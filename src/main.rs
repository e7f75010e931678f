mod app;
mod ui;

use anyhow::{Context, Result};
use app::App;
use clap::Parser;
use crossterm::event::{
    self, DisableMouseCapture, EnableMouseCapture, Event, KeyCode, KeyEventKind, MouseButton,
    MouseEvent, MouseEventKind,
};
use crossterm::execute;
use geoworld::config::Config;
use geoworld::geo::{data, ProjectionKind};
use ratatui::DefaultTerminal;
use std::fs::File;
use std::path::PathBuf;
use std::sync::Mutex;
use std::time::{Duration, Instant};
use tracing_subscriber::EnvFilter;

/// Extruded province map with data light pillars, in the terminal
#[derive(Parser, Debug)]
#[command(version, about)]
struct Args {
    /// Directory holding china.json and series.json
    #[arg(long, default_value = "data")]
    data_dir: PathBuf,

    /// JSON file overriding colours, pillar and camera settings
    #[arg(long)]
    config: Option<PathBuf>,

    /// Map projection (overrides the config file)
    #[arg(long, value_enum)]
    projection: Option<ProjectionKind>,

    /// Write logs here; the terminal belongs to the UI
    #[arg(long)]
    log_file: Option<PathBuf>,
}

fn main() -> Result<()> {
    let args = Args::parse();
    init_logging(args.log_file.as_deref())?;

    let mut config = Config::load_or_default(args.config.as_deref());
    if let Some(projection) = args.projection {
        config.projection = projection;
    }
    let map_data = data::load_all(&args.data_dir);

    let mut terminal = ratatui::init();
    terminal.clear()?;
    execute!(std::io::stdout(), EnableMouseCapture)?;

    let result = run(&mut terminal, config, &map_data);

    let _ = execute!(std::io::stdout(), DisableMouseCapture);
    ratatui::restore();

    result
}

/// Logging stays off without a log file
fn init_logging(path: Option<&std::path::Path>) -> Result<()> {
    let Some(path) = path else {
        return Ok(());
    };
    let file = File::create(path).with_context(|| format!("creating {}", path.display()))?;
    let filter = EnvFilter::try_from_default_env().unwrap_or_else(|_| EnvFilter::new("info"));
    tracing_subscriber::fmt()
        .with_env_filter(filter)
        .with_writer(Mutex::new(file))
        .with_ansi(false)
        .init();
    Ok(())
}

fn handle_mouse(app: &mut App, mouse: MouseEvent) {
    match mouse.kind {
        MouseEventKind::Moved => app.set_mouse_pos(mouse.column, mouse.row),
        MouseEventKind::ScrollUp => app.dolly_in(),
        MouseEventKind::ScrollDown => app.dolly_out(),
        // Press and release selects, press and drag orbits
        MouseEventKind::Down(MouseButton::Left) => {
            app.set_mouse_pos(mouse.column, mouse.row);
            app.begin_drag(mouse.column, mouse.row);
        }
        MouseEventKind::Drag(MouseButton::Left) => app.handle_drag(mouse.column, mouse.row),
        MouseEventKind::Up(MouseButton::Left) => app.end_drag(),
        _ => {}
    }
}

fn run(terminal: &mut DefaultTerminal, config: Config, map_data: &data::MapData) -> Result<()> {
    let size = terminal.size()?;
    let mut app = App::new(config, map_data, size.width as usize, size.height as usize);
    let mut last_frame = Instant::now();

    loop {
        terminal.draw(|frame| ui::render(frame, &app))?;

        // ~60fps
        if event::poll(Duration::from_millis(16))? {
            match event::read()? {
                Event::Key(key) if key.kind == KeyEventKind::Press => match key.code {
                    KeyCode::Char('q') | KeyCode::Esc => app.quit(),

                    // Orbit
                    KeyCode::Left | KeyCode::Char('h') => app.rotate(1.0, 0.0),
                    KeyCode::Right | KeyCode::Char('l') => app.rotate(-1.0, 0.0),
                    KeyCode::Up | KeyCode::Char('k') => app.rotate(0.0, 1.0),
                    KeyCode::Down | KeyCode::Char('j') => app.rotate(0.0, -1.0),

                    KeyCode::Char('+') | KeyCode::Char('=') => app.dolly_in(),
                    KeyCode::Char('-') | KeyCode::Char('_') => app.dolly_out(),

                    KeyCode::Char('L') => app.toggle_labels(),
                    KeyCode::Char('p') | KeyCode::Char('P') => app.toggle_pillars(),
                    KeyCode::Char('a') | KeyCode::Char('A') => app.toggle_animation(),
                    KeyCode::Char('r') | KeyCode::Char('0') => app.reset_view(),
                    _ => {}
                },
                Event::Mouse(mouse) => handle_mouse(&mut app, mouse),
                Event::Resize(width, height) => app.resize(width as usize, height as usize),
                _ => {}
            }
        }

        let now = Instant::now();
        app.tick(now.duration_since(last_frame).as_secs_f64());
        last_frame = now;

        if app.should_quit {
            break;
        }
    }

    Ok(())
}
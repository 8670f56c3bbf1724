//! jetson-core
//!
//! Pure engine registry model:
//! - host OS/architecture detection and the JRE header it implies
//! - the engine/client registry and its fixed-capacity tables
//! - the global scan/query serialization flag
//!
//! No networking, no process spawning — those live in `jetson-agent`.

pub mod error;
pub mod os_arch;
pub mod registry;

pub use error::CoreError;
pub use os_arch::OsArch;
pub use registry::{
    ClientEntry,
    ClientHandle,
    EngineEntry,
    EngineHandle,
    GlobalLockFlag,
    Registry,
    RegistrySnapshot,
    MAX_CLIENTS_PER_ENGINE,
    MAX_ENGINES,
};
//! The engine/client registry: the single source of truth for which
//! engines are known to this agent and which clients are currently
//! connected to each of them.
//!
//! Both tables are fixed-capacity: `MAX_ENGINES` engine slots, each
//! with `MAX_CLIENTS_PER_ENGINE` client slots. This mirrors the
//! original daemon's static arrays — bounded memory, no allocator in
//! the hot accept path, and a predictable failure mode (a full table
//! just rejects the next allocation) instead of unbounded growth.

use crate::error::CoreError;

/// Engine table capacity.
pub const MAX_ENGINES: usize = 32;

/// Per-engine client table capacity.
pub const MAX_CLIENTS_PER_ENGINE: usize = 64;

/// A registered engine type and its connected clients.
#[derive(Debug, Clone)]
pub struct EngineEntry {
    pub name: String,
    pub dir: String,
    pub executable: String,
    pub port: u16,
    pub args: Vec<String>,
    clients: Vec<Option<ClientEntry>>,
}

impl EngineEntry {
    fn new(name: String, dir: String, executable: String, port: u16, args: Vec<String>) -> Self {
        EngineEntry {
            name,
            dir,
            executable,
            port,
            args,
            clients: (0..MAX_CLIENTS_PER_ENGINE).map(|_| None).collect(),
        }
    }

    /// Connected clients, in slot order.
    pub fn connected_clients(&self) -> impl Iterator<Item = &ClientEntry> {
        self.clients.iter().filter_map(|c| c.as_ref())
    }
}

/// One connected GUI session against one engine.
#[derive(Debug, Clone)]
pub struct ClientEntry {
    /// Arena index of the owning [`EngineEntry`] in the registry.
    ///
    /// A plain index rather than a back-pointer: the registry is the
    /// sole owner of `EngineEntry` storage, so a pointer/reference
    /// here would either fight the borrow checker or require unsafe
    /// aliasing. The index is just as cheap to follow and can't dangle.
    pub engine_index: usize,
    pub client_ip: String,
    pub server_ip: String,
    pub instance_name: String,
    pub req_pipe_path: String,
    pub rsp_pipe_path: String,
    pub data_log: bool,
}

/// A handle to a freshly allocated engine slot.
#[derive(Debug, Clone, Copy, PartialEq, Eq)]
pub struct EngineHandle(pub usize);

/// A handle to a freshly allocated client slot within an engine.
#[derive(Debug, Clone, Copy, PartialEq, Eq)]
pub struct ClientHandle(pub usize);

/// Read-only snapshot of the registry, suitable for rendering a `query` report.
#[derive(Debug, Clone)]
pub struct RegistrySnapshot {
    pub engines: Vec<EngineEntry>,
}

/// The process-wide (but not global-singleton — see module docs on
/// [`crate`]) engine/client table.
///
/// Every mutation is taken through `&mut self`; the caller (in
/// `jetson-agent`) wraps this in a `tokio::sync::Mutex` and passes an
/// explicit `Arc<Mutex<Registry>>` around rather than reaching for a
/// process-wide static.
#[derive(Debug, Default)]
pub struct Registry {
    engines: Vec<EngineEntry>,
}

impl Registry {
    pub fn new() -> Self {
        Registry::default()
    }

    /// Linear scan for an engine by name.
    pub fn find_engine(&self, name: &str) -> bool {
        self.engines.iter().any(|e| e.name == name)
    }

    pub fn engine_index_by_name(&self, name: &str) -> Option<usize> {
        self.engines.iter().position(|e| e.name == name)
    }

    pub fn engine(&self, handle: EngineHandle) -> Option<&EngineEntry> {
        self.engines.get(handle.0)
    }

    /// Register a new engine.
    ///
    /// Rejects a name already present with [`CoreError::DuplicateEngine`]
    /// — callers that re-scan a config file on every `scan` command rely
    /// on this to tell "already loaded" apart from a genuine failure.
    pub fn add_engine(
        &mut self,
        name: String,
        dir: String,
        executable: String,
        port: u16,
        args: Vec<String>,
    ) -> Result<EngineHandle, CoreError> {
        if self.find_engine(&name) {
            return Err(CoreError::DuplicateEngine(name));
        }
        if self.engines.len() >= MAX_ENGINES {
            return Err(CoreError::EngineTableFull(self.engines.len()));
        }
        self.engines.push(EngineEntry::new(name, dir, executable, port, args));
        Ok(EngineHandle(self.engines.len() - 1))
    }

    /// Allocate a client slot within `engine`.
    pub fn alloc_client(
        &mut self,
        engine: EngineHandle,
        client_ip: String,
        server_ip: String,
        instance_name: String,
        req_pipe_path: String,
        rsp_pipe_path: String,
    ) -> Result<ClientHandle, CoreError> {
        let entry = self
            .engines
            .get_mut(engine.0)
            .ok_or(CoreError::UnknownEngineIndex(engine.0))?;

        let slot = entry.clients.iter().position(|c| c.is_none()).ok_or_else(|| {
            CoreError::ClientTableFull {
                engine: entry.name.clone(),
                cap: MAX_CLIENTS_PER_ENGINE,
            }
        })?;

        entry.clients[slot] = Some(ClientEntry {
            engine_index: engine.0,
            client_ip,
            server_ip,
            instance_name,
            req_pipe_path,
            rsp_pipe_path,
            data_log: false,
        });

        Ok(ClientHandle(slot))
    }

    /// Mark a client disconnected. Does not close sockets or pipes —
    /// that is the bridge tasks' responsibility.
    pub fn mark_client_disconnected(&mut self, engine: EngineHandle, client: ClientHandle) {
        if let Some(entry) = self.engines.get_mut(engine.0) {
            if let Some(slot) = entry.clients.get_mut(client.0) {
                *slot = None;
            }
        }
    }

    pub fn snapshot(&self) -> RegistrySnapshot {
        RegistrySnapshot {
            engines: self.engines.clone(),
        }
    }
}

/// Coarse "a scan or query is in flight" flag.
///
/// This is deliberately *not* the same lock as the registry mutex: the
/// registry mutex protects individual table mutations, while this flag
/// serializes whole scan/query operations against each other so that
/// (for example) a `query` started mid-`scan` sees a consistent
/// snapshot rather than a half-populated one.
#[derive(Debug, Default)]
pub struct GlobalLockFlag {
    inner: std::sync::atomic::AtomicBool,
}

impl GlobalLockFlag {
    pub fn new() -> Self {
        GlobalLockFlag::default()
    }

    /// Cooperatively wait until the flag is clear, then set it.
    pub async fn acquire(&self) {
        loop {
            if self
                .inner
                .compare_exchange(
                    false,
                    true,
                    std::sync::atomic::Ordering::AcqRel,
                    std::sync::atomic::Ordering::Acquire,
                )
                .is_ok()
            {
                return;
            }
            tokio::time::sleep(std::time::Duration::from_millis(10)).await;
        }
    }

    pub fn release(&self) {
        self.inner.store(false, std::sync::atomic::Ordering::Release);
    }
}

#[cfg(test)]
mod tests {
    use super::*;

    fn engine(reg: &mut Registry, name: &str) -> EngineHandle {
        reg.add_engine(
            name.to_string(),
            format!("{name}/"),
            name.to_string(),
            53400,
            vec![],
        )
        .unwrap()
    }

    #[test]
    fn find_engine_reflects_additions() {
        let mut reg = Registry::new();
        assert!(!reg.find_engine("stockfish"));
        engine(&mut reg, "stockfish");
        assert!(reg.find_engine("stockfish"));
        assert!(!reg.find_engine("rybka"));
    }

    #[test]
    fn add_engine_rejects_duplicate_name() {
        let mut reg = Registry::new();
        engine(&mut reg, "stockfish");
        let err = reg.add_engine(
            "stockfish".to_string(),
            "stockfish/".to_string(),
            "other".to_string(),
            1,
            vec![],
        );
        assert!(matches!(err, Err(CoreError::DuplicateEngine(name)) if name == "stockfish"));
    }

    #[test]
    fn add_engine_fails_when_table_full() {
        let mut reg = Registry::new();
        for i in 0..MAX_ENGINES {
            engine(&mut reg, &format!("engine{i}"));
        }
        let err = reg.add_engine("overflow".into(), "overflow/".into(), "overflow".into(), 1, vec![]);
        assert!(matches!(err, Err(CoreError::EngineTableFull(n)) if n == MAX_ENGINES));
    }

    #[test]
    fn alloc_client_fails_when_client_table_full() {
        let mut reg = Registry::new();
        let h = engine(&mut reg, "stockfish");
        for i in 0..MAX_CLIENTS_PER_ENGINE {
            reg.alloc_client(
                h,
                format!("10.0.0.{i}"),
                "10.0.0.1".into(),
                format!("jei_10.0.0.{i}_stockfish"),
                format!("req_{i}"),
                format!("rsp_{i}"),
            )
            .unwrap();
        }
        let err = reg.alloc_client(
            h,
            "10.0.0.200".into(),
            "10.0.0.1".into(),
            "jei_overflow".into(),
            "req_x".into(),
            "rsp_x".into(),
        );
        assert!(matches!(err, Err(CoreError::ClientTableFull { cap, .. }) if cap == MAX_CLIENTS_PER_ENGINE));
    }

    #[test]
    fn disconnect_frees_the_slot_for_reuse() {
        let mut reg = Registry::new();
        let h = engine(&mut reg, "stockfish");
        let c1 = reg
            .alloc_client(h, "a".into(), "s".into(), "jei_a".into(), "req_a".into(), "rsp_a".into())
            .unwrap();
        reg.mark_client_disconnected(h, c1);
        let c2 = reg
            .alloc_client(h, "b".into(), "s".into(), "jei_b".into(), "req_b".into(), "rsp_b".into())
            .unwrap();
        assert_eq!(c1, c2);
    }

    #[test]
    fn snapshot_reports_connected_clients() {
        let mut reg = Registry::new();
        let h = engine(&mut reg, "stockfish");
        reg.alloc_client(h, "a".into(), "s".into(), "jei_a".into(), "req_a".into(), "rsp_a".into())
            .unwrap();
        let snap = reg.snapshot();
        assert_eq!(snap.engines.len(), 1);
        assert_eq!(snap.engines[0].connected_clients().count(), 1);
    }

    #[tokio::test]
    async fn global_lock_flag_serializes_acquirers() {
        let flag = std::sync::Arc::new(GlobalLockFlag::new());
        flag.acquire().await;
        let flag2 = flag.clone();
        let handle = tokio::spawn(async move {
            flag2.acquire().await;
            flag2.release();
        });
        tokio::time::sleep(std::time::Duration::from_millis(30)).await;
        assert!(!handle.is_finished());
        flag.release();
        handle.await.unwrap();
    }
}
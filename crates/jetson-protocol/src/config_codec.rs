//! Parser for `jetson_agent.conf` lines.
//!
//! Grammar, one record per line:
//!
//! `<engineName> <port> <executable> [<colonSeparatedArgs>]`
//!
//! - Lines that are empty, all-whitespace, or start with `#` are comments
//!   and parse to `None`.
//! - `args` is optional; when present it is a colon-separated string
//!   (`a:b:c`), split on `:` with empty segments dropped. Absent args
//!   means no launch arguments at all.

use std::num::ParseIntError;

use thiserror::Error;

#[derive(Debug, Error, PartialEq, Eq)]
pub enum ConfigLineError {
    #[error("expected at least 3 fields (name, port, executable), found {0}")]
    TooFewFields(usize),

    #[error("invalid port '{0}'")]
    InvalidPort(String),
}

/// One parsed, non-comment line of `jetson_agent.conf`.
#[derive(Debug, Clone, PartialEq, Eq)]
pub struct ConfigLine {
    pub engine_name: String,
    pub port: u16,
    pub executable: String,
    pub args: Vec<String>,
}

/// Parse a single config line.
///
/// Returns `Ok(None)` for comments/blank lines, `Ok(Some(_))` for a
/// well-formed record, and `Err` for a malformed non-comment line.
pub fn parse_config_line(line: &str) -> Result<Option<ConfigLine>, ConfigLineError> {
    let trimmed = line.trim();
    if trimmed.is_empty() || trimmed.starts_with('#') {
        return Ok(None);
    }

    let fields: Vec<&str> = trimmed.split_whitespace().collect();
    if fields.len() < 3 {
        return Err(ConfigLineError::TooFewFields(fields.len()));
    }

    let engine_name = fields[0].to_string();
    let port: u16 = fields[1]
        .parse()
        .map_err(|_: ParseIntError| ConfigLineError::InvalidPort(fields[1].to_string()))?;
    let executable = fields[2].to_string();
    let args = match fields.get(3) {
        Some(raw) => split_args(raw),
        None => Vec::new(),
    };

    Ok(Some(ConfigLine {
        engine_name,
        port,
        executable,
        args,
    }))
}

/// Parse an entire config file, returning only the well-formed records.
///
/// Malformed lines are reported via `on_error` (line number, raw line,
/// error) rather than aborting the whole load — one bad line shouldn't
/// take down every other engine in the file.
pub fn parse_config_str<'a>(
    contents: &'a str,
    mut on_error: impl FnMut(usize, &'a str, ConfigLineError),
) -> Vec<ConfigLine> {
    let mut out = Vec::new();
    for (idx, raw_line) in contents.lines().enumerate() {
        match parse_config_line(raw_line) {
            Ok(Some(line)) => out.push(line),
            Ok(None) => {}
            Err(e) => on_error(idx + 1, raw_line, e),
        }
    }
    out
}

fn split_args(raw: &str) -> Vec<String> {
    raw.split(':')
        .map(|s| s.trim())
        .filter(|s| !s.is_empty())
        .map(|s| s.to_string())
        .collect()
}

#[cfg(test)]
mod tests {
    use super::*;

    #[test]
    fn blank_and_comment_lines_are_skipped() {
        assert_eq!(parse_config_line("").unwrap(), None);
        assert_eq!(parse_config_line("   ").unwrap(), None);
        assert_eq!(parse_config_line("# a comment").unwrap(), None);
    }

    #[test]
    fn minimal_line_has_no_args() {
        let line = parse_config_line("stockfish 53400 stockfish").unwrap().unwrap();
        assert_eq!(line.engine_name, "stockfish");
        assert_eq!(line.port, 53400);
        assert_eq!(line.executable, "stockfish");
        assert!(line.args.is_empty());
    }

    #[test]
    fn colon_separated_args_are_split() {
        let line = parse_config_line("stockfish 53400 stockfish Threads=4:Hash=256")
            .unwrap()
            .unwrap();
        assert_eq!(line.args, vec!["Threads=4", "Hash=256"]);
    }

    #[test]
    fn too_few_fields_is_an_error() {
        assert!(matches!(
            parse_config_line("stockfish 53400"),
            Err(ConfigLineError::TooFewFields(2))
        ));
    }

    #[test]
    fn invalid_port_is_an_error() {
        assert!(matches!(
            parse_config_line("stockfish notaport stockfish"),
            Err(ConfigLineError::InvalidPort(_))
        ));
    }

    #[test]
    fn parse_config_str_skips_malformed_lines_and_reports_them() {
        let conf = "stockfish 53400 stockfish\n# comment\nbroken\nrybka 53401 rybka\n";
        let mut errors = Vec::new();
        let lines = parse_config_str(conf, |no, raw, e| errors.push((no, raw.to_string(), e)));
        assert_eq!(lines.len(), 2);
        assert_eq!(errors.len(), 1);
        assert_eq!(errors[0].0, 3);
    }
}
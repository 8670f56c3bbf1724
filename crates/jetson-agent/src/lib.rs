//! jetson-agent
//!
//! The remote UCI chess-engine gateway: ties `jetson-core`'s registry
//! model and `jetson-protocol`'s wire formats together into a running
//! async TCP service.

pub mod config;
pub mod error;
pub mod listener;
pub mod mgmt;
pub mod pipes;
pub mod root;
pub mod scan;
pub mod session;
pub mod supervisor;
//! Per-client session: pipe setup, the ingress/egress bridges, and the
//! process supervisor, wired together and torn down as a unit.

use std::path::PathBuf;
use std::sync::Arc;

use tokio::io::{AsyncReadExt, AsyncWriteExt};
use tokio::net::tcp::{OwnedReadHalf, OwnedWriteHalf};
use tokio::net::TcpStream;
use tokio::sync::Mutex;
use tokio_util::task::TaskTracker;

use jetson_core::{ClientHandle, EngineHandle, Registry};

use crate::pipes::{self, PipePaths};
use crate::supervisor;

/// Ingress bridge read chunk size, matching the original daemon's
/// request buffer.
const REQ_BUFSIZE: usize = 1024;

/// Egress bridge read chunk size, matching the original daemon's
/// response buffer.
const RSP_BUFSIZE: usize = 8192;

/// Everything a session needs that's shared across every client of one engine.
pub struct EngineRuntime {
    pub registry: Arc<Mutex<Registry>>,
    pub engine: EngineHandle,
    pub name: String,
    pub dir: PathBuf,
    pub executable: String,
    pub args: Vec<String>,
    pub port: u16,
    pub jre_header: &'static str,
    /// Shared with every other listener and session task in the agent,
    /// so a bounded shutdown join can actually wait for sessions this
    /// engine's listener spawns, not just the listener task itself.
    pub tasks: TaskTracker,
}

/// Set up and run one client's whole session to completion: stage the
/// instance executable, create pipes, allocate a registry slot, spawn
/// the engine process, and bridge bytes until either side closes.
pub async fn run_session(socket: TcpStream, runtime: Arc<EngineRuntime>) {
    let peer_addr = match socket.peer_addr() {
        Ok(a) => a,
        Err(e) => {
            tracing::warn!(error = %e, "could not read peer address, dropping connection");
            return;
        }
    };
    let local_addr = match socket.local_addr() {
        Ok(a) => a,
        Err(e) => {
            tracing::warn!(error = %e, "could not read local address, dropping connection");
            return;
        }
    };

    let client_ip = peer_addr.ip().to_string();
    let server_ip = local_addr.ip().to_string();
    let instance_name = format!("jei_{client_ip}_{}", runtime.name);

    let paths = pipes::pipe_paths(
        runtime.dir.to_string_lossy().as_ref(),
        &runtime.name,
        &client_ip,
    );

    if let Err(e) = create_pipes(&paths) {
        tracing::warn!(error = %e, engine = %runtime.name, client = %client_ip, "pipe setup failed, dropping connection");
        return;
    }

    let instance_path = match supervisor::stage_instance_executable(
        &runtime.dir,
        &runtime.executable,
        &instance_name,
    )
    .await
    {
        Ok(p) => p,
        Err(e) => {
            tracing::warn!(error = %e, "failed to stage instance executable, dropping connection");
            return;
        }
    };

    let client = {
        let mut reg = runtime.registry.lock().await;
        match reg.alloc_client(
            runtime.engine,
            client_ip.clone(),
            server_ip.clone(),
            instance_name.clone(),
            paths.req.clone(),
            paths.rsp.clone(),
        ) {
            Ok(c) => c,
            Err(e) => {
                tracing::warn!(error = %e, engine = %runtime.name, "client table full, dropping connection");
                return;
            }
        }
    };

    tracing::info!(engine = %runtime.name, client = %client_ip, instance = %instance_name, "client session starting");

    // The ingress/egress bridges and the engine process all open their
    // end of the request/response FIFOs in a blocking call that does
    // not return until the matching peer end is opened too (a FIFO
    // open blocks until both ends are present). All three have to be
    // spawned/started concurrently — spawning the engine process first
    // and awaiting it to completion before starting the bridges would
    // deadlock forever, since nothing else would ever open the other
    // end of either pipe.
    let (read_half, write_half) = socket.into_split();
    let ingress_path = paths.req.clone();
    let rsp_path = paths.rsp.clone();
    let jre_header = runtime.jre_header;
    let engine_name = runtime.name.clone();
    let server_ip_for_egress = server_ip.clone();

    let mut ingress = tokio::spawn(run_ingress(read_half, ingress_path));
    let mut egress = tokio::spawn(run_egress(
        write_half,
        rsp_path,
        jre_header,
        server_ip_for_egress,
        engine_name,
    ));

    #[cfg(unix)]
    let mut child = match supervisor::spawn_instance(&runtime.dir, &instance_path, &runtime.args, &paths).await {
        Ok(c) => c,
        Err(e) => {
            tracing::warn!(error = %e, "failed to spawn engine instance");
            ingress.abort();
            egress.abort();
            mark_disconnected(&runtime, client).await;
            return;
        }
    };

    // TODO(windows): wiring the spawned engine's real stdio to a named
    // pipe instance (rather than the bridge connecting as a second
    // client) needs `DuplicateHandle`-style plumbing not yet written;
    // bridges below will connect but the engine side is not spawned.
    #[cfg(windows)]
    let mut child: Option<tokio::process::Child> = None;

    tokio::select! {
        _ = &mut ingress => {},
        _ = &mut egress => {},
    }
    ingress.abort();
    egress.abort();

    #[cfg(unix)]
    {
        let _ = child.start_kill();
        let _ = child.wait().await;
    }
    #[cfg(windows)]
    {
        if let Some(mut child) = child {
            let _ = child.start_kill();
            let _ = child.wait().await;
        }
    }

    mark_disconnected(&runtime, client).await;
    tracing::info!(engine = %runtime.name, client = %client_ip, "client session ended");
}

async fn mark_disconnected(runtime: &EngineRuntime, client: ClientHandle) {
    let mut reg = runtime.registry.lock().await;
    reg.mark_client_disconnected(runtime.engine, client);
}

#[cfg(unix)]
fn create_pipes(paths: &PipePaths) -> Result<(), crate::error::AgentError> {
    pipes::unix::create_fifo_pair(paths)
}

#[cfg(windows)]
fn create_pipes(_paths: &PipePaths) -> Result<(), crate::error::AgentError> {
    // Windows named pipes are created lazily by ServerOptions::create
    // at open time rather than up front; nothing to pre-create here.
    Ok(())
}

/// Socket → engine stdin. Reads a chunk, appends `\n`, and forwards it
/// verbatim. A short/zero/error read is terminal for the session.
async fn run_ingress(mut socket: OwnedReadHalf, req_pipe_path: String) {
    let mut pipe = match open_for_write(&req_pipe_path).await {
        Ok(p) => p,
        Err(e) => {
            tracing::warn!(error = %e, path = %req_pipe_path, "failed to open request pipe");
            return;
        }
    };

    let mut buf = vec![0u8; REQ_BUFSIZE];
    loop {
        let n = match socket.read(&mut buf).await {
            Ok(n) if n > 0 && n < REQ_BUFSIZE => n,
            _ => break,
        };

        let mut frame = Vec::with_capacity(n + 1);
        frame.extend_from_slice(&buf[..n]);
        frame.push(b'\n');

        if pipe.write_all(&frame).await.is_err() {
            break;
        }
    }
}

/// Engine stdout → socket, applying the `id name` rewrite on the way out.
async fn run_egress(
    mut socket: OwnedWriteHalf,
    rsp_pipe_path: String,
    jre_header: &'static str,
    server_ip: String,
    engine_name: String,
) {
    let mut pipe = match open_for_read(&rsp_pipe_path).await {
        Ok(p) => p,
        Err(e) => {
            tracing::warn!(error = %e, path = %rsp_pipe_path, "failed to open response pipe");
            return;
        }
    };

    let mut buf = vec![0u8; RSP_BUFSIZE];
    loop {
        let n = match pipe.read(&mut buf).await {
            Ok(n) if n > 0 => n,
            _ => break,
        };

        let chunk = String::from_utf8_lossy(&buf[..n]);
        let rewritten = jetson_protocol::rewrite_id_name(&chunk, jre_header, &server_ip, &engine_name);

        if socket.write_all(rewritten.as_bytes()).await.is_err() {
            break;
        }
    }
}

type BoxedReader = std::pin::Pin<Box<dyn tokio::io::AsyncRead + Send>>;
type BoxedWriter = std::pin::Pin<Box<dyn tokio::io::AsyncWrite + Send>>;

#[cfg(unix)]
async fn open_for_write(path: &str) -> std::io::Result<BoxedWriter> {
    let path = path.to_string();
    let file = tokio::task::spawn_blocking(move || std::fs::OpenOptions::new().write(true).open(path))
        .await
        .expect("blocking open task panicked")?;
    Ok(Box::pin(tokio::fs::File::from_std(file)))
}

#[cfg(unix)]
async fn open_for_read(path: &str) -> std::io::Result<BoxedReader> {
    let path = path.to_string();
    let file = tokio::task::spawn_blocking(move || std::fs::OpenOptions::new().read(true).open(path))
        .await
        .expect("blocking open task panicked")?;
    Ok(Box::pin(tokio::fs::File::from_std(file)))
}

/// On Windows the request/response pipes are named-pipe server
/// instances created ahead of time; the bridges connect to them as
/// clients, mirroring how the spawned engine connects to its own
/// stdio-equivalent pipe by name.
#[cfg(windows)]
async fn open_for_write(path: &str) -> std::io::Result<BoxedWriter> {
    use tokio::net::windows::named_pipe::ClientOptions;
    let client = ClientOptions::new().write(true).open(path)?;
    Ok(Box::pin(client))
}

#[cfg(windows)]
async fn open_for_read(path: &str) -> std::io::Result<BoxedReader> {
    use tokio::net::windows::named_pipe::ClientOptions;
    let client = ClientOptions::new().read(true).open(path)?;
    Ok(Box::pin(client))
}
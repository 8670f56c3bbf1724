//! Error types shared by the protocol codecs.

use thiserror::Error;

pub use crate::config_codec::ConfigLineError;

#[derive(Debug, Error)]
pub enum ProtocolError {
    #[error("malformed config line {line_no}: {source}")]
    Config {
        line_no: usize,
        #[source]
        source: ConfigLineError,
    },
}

----

* Required work *
All lines above in which the word "scan" occurs should be identified and copied.

* Written response *
//! - the global scan/query serialization flag
    /// Linear scan for an engine by name.
    /// — callers that re-scan a config file on every `scan` command rely
/// Coarse "a scan or query is in flight" flag.
/// serializes whole scan/query operations against each other so that
/// (for example) a `query` started mid-`scan` sees a consistent
pub mod scan;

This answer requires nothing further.